The most immediately apparent feature of War on Everyone is the oddly bipolar nature of so many of the film's elements. This affects the setting, the characters, and even the plot itself. Taking these points in order, the setting is confused. This is McDonagh's first film to take place completely outside of Ireland, but precisely where it does take place is not very clear. This time the story unfolds in New Mexico, in what is definitely either 2016 or 1976. In spite of the certain presence of various modern objects (mobile phones, Xboxes, etc.), there seems to a a half-hearted effort made to create period detail from an earlier decade. Fashion sense, cars and even haircuts scream 'Disco era', as does much of the film's soundtrack, but with no commitment it seems more gimmicky than scene-setting.

This weird datedness carries over into the characters themselves, particularly the leading duo, Bolaño and Monroe (played by Michael Peña and Alexander Skarsgård respectively). Character construction is notably thin when "kinda racist" is in serious danger of breaking into the top three most significant character traits of our protagonists. This may well be another facet of the confused time setting - racist cops in the 1970s are hilarious, but not so much in 2016. Admittedly, this pair are billed as bad lieutenants archetypical crooked cops, albeit relatively toothless ones. But the problem with wanting your main characters to be self-serving and wanting to tell a fairly traditional buddy cop story is that one motive is incompatible with the other. Both characters are really just garden variety jerks, with a sprinkling of quirks masquerading as individuality. Bolaño spouts random factoids and potted philosophy, and remains likable or interesting mainly due to Peña's own obvious charisma. Monroe has slightly more in the way of development, but is still just a loose collection of tics. He's alcoholic, likes Glen Campbell, and has an unusual stooping posture that is a result either of his consistent state of drunkenness/being hungover or is a necessity in order to keep his face in the frame with Bolaño's. (Peña is reportedly 1.7m tall, while Skarsgård is almost 2m.) The supporting cast are serviceable enough without being exceptional, though David Wilmot's comedy Irishman Pádraic does land a few of the film's biggest laughs, and rather deserves his own spin-off with Malcolm Barrett's Reggie. But for the most part they exist only as a mechanisms to advance the plot, not as personalities.

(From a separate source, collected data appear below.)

//! The on-heap block format: a packed tag word and the pointer arithmetic
//! that navigates between neighbouring blocks.
//!
//! Every block starts with a single 32-bit header word packing its size
//! together with two status bits. Free blocks additionally carry a copy of
//! the header in their last word (the footer), which is what lets a block
//! find its left neighbour without any out-of-band index. Allocated blocks
//! skip the footer entirely; their right neighbour's `PREV_ALLOC` header bit
//! stands in for it.
//!
//! A free block also repurposes its first two payload words as doubly-linked
//! list links. Links are stored as 32-bit byte offsets from the heap anchor
//! rather than full pointers, so that both of them fit inside the payload of
//! a minimum-sized block.

use core::ptr::NonNull;

use static_assertions::const_assert;
use static_assertions::const_assert_eq;

/// One header, footer, or link word.
pub const WSIZE: usize = 4;
/// Payload alignment, and the granularity of all block sizes.
pub const DSIZE: usize = 8;
/// Smallest representable block: header, two link words, footer.
pub const MIN_BLOCK: usize = 2 * DSIZE;
/// Alignment of every payload pointer handed to callers.
pub const ALIGNMENT: usize = DSIZE;

const_assert_eq!(MIN_BLOCK, WSIZE + 2 * WSIZE + WSIZE);
const_assert!(ALIGNMENT.is_power_of_two());

const ALLOC_BIT: u32 = 0x1;
const PREV_ALLOC_BIT: u32 = 0x2;
const SIZE_MASK: u32 = !0x7;

/// The largest block size the tag word can represent.
pub const MAX_BLOCK: usize = SIZE_MASK as usize;

/// A packed header/footer word: bits `[31:3]` hold the block size (always a
/// multiple of 8), bit 0 the ALLOC flag, bit 1 the PREV_ALLOC flag.
///
/// The constructor is the only way to produce a `Tag`, so a tag with a
/// misaligned size cannot exist by construction.
#[derive(Copy, Clone, PartialEq, Eq, Debug)]
pub struct Tag(u32);

impl Tag {
    pub fn new(size: usize, allocated: bool, prev_allocated: bool) -> Tag {
        debug_assert!(size % DSIZE == 0, "block sizes are double-word multiples");
        debug_assert!(size <= MAX_BLOCK);
        let mut word = size as u32 & SIZE_MASK;
        if allocated {
            word |= ALLOC_BIT;
        }
        if prev_allocated {
            word |= PREV_ALLOC_BIT;
        }
        Tag(word)
    }

    /// The epilogue word: a zero-sized allocated fence.
    pub fn epilogue(prev_allocated: bool) -> Tag {
        Tag::new(0, true, prev_allocated)
    }

    pub fn size(self) -> usize {
        (self.0 & SIZE_MASK) as usize
    }

    pub fn is_allocated(self) -> bool {
        self.0 & ALLOC_BIT != 0
    }

    pub fn prev_allocated(self) -> bool {
        self.0 & PREV_ALLOC_BIT != 0
    }

    pub fn raw(self) -> u32 {
        self.0
    }
}

/// A pointer to a block, addressed by its payload (the byte just after the
/// header word).
///
/// This is the direct analogue of the `bp` convention: all arithmetic is
/// relative to the payload, with the header one word below it. Every
/// accessor is unsafe because nothing ties the pointer to a live, correctly
/// framed heap; the `Heap` is responsible for only constructing `BlockPtr`s
/// that point at real blocks.
#[derive(Copy, Clone, PartialEq, Eq, Debug)]
pub struct BlockPtr {
    payload: NonNull<u8>,
}

impl BlockPtr {
    /// Wrap a payload pointer.
    ///
    /// # Safety
    ///
    /// `payload` must point one word past a valid header word inside a
    /// managed heap region.
    pub unsafe fn from_payload(payload: NonNull<u8>) -> BlockPtr {
        debug_assert!(payload.as_ptr() as usize % ALIGNMENT == 0);
        BlockPtr { payload }
    }

    pub fn payload(self) -> NonNull<u8> {
        self.payload
    }

    fn header_ptr(self) -> *mut u32 {
        // The header sits one word below the payload; payloads are 8-aligned,
        // so the header word is 4-aligned.
        unsafe { self.payload.as_ptr().sub(WSIZE) as *mut u32 }
    }

    pub unsafe fn header(self) -> Tag {
        Tag(self.header_ptr().read())
    }

    pub unsafe fn set_header(self, tag: Tag) {
        self.header_ptr().write(tag.raw());
    }

    /// Write the footer word for this block's current size.
    ///
    /// Only meaningful for free blocks; allocated blocks do not maintain a
    /// footer and their last word belongs to the payload.
    pub unsafe fn set_footer(self, tag: Tag) {
        let footer = self.payload.as_ptr().add(tag.size() - DSIZE) as *mut u32;
        footer.write(tag.raw());
    }

    /// Read the footer word back. Only meaningful for free blocks.
    pub unsafe fn footer(self) -> Tag {
        let ptr = self.payload.as_ptr().add(self.size() - DSIZE) as *mut u32;
        Tag(ptr.read())
    }

    pub unsafe fn size(self) -> usize {
        self.header().size()
    }

    pub unsafe fn is_allocated(self) -> bool {
        self.header().is_allocated()
    }

    pub unsafe fn prev_allocated(self) -> bool {
        self.header().prev_allocated()
    }

    /// Flip the PREV_ALLOC bit on this block's header, leaving the size and
    /// ALLOC bits untouched.
    pub unsafe fn set_prev_allocated(self, prev_allocated: bool) {
        let ptr = self.header_ptr();
        let word = ptr.read();
        if prev_allocated {
            ptr.write(word | PREV_ALLOC_BIT);
        } else {
            ptr.write(word & !PREV_ALLOC_BIT);
        }
    }

    /// The block immediately after this one in heap order. On the last real
    /// block this lands on the epilogue, whose size reads as zero.
    pub unsafe fn next(self) -> BlockPtr {
        let ptr = self.payload.as_ptr().add(self.size());
        BlockPtr {
            payload: NonNull::new_unchecked(ptr),
        }
    }

    /// The block immediately before this one in heap order.
    ///
    /// # Safety
    ///
    /// Valid only while the previous block is free: the size is read from the
    /// previous block's footer, and an allocated neighbour's footer bytes are
    /// payload. Check `prev_allocated()` first.
    pub unsafe fn prev(self) -> BlockPtr {
        let footer = self.payload.as_ptr().sub(DSIZE) as *mut u32;
        let prev_size = Tag(footer.read()).size();
        let ptr = self.payload.as_ptr().sub(prev_size);
        BlockPtr {
            payload: NonNull::new_unchecked(ptr),
        }
    }

    /// This block's link-slot offset from the heap anchor.
    ///
    /// Real payloads always sit above the anchor, so the offset is nonzero
    /// and 0 can stand for "no block".
    pub unsafe fn offset_from(self, base: NonNull<u8>) -> u32 {
        let off = self.payload.as_ptr() as usize - base.as_ptr() as usize;
        debug_assert!(off != 0 && off <= u32::MAX as usize);
        off as u32
    }

    /// Reconstruct a block from a stored link offset; 0 decodes to `None`.
    pub unsafe fn from_offset(base: NonNull<u8>, offset: u32) -> Option<BlockPtr> {
        if offset == 0 {
            return None;
        }
        let ptr = base.as_ptr().add(offset as usize);
        Some(BlockPtr {
            payload: NonNull::new_unchecked(ptr),
        })
    }

    // The two payload words of a free block hold its list links: the first
    // word is the previous free block, the second the next. Both are offsets
    // from the heap anchor.

    fn prev_link_ptr(self) -> *mut u32 {
        self.payload.as_ptr() as *mut u32
    }

    fn next_link_ptr(self) -> *mut u32 {
        unsafe { self.payload.as_ptr().add(WSIZE) as *mut u32 }
    }

    pub unsafe fn prev_free(self, base: NonNull<u8>) -> Option<BlockPtr> {
        BlockPtr::from_offset(base, self.prev_link_ptr().read())
    }

    pub unsafe fn next_free(self, base: NonNull<u8>) -> Option<BlockPtr> {
        BlockPtr::from_offset(base, self.next_link_ptr().read())
    }

    pub unsafe fn set_prev_free(self, base: NonNull<u8>, prev: Option<BlockPtr>) {
        let off = prev.map_or(0, |b| b.offset_from(base));
        self.prev_link_ptr().write(off);
    }

    pub unsafe fn set_next_free(self, base: NonNull<u8>, next: Option<BlockPtr>) {
        let off = next.map_or(0, |b| b.offset_from(base));
        self.next_link_ptr().write(off);
    }
}

/// Round a byte count up to the next multiple of `DSIZE`.
pub fn round_up(bytes: usize) -> usize {
    (bytes + DSIZE - 1) & !(DSIZE - 1)
}
#[cfg(test)]
mod tests {
    use super::*;

    use crate::allocators::ArrayHeap;

    use test_log::test;

    fn assert_valid(heap: &Heap<ArrayHeap>) -> Stats {
        let (validity, stats) = heap.check();
        log::info!("heap: {}", heap);
        assert!(validity.is_valid(), "invalid heap: {:?}", validity);
        stats
    }

    unsafe fn block_of(ptr: *mut u8) -> BlockPtr {
        BlockPtr::from_payload(NonNull::new_unchecked(ptr))
    }

    #[test]
    fn first_allocation_frames_the_heap() {
        let mut heap = Heap::new(ArrayHeap::default());

        let p = unsafe { heap.allocate(1) };
        assert!(!p.is_null());
        assert_eq!(p as usize % ALIGNMENT, 0);

        let stats = assert_valid(&heap);
        // One minimum block for the request, the rest of the chunk free.
        assert_eq!(stats.blocks, 2);
        assert_eq!(stats.allocated_bytes, MIN_BLOCK);
        assert_eq!(stats.free_blocks, 1);
        assert_eq!(stats.free_bytes, CHUNK_SIZE - MIN_BLOCK);
        assert_eq!(stats.heap_bytes, CHUNK_SIZE + INIT_FRAME);
    }

    #[test]
    fn split_then_coalesce_in_both_directions() {
        let mut heap = Heap::new(ArrayHeap::default());

        unsafe {
            let first = heap.allocate(32);
            let middle = heap.allocate(32);
            let last = heap.allocate(32);
            assert_valid(&heap);
            // 32 payload bytes plus the header word round to a 40-byte block.
            assert_eq!(block_of(first).size(), 40);

            heap.deallocate(middle);
            let stats = assert_valid(&heap);
            let middle_block = block_of(middle);
            assert_eq!(middle_block.size(), 40);
            assert!(!middle_block.is_allocated());
            // The freed middle plus the tail of the first chunk.
            assert_eq!(stats.free_blocks, 2);

            heap.deallocate(first);
            let stats = assert_valid(&heap);
            // First and middle merge; the tail stays separate behind `last`.
            assert_eq!(stats.free_blocks, 2);
            assert_eq!(block_of(first).size(), 80);

            heap.deallocate(last);
            let stats = assert_valid(&heap);
            // Everything from the first block through the tail is one block.
            assert_eq!(stats.free_blocks, 1);
            assert_eq!(stats.free_bytes, CHUNK_SIZE);
            assert_eq!(stats.allocated_bytes, 0);
        }
    }

    #[test]
    fn requests_route_through_their_size_class() {
        let mut heap = Heap::new(ArrayHeap::default());

        unsafe {
            let a = heap.allocate(100);
            let _guard1 = heap.allocate(8);
            let b = heap.allocate(5000);
            let _guard2 = heap.allocate(8);
            assert_eq!(block_of(a).size(), 104);
            assert_eq!(block_of(b).size(), 5008);

            heap.deallocate(a);
            heap.deallocate(b);
            assert_valid(&heap);

            // Exact-size blocks wait in their classes; equal requests come
            // straight back to them rather than splitting the big tail.
            let a2 = heap.allocate(100);
            assert_eq!(a2, a);
            assert_eq!(block_of(a2).size(), 104);

            let b2 = heap.allocate(5000);
            assert_eq!(b2, b);
            assert_eq!(block_of(b2).size(), 5008);
            assert_valid(&heap);
        }
    }

    // Frame a run of exact-size free blocks, separated by allocated guards
    // so they cannot coalesce. `payloads` are request sizes; each occupies
    // `payload + 4` rounded bytes.
    unsafe fn free_run(heap: &mut Heap<ArrayHeap>, payloads: &[usize]) {
        let mut targets = [null_mut(); 16];
        assert!(payloads.len() <= targets.len());
        for (slot, &payload) in targets.iter_mut().zip(payloads) {
            *slot = heap.allocate(payload);
            heap.allocate(8); // guard
        }
        for &target in targets.iter().take(payloads.len()) {
            heap.deallocate(target);
        }
    }

    #[test]
    fn best_fit_prefers_the_tightest_block() {
        let mut heap = Heap::new(ArrayHeap::default());

        unsafe {
            // Block sizes 48, 64, 32, 40, 56, 72, 96, 40.
            free_run(&mut heap, &[44, 60, 28, 36, 52, 68, 92, 36]);
            assert_valid(&heap);

            // A 40-byte block fits a 36-byte request exactly; the 48 in the
            // same class loses.
            let p = heap.allocate(36);
            assert_eq!(block_of(p).size(), 40);

            // A 50-byte request adjusts to 56; the 64 loses to the 56.
            let q = heap.allocate(50);
            assert_eq!(block_of(q).size(), 56);
            assert_valid(&heap);
        }
    }

    #[test]
    fn fit_hunt_stops_after_max_fit_candidates() {
        let mut heap = Heap::new(ArrayHeap::default());

        unsafe {
            // Seven fitting blocks in one class, list order descending, so
            // the true best sits seventh: the hunt stops one short of it.
            free_run(&mut heap, &[76, 84, 92, 100, 108, 116, 124]);
            assert_valid(&heap);

            let p = heap.allocate(76); // needs an 80-byte block
            assert_eq!(block_of(p).size(), 88);
            assert_valid(&heap);
        }
    }

    #[test]
    fn reallocate_preserves_the_payload_prefix() {
        let mut heap = Heap::new(ArrayHeap::default());

        unsafe {
            let p = heap.allocate(24);
            ptr::write_bytes(p, 0xAB, 24);

            let q = heap.reallocate(p, 1024);
            assert!(!q.is_null());
            let contents = core::slice::from_raw_parts(q, 24);
            assert!(contents.iter().all(|&b| b == 0xAB));
            assert_valid(&heap);
        }
    }

    #[test]
    fn reallocate_edge_cases() {
        let mut heap = Heap::new(ArrayHeap::default());

        unsafe {
            // Null pointer: plain allocation.
            let p = heap.reallocate(null_mut(), 48);
            assert!(!p.is_null());

            // Zero size: free and return null.
            let q = heap.reallocate(p, 0);
            assert!(q.is_null());
            let stats = assert_valid(&heap);
            assert_eq!(stats.allocated_bytes, 0);
        }
    }

    #[test]
    fn zero_allocate_zeroes_and_checks_overflow() {
        let mut heap = Heap::new(ArrayHeap::default());

        unsafe {
            // Dirty a region first so the zeroing is observable.
            let p = heap.allocate(64);
            ptr::write_bytes(p, 0xFF, 64);
            heap.deallocate(p);

            let q = heap.zero_allocate(8, 8);
            assert!(!q.is_null());
            let contents = core::slice::from_raw_parts(q, 64);
            assert!(contents.iter().all(|&b| b == 0));

            assert!(heap.zero_allocate(usize::MAX, 16).is_null());
            assert_valid(&heap);
        }
    }

    #[test]
    fn trivial_requests() {
        let mut heap = Heap::new(ArrayHeap::default());

        unsafe {
            assert!(heap.allocate(0).is_null());
            // Freeing null, even before the heap exists, is a no-op.
            heap.deallocate(null_mut());
            assert!(heap.zero_allocate(0, 32).is_null());
            // An unframeable request fails cleanly.
            assert!(heap.allocate(usize::MAX - 64).is_null());
        }
        let (validity, stats) = heap.check();
        assert!(validity.is_valid());
        assert_eq!(stats.heap_bytes, 0);
    }

    #[test]
    fn free_then_equal_alloc_reuses_the_block() {
        let mut heap = Heap::new(ArrayHeap::default());

        unsafe {
            let p = heap.allocate(40);
            heap.deallocate(p);
            let q = heap.allocate(40);
            assert_eq!(p, q);
            assert_valid(&heap);
        }
    }

    #[test]
    fn alignment_and_capacity_hold_across_sizes() {
        let mut heap = Heap::new(ArrayHeap::default());

        unsafe {
            for size in 1..100usize {
                let p = heap.allocate(size);
                assert!(!p.is_null());
                assert_eq!(p as usize % ALIGNMENT, 0);
                assert!(block_of(p).size() - WSIZE >= size);
                ptr::write_bytes(p, size as u8, size);
                if size % 3 == 0 {
                    heap.deallocate(p);
                }
            }
            assert_valid(&heap);
        }
    }

    #[test]
    fn exhaustion_returns_null_and_leaves_the_heap_usable() {
        let mut heap = Heap::new(ArrayHeap::with_limit(64 * 1024));
        let mut held = [null_mut(); 128];
        let mut count = 0;

        unsafe {
            loop {
                let p = heap.allocate(1024);
                if p.is_null() {
                    break;
                }
                ptr::write_bytes(p, count as u8, 1024);
                held[count] = p;
                count += 1;
            }
            // The refusal left everything consistent.
            assert_valid(&heap);
            assert!(count >= 50);

            // Earlier allocations are intact and still freeable.
            for (i, &p) in held.iter().take(count).enumerate() {
                let contents = core::slice::from_raw_parts(p, 1024);
                assert!(contents.iter().all(|&b| b == i as u8));
            }
            for &p in held.iter().take(count) {
                heap.deallocate(p);
            }
            let stats = assert_valid(&heap);
            assert_eq!(stats.free_blocks, 1);
            assert_eq!(stats.allocated_bytes, 0);
        }
    }
}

Speaking of which, this movie would be fine if not for a certain plot development that comes roughly three quarters through its running time. Prior to this point, the film is cartoonish and excessive to an extent, but the tone is solidly light. The biggest dramatic aspect thus far has been that Monroe drinks too much. All of this changes with a particular revelation concerning the actions of the aggressively British villain, Theo James' "Lord" Mangan. Suffice it to say that he does something utterly reprehensible. This development lands like a drop of dye into a glass of water, tainting the entire thing a very ugly shade. Certain topics ought never to be used as merely incidental plot points or as lazy "noble" motivation for previously dodgy characters. It both fails to give appropriate attention and weight to the element itself, and it causes that single event to distort every part of the story that comes before and afterwards. McDonagh is capable of blending comedy and tragedy, but this is not blending. This is blue cheese in a bowl of cornflakes: it doesn't belong there in the first place, and it leaves a foul smell over everything.

Enjoyment of this movie is possible, but only through considerable audience indulgence and participation. We must ignore the appalling elephant in the room, and focus on jokes that run the gamut from genuinely hysterical to crashingly misguided. There is nothing sufficiently original to merit a real recommendation, and like so many "just okay" movies from this year, it will probably be quietly forgotten, save perhaps as a new example of extreme tonal dissonance.